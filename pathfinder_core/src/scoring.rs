// scoring.rs - Completion score and reward conversion

use serde::{Deserialize, Serialize};

use crate::config::ScoreParams;

/// Inputs to the score formula, captured at the moment the goal is reached.
#[derive(Debug, Clone, Copy, PartialEq, Serialize, Deserialize)]
pub struct ScoreInput {
    /// Cells on the optimal path, start and goal included.
    pub optimal_path_cells: usize,
    /// Counted moves, the final one included.
    pub moves_taken: u32,
    pub elapsed_seconds: f64,
    pub mind_level: u32,
}

/// Score with its components, for display.
#[derive(Debug, Clone, Copy, PartialEq, Serialize, Deserialize)]
pub struct ScoreBreakdown {
    /// `optimal_path_cells / max(1, moves_taken + 1)`
    pub efficiency: f64,
    pub multiplier: f64,
    pub time_bonus: f64,
    pub total: u64,
}

/// Applies
/// `round(efficiency * base_points * multiplier + time_bonus)` with
/// `multiplier = max(1, mind_level / multiplier_divisor)` and
/// `time_bonus = max(0, window - elapsed) * per_sec`.
pub fn score_breakdown(params: &ScoreParams, input: &ScoreInput) -> ScoreBreakdown {
    let denominator = (u64::from(input.moves_taken) + 1).max(1) as f64;
    let efficiency = input.optimal_path_cells as f64 / denominator;
    let multiplier = (f64::from(input.mind_level) / params.multiplier_divisor).max(1.0);
    let time_bonus =
        (params.time_bonus_window_secs - input.elapsed_seconds).max(0.0) * params.time_bonus_per_sec;

    let raw = efficiency * params.base_points * multiplier + time_bonus;
    ScoreBreakdown {
        efficiency,
        multiplier,
        time_bonus,
        total: raw.max(0.0).round() as u64,
    }
}

pub fn compute_score(params: &ScoreParams, input: &ScoreInput) -> u64 {
    score_breakdown(params, input).total
}

/// In-game coins the dashboard credits for a finished run: `floor(score / 10)`.
pub fn coins_for_score(score: u64) -> u64 {
    score / 10
}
----
Please give the number of lines in the entries above that hold "ScoreBreakdown", with no other words.

*Solution for this task:*
3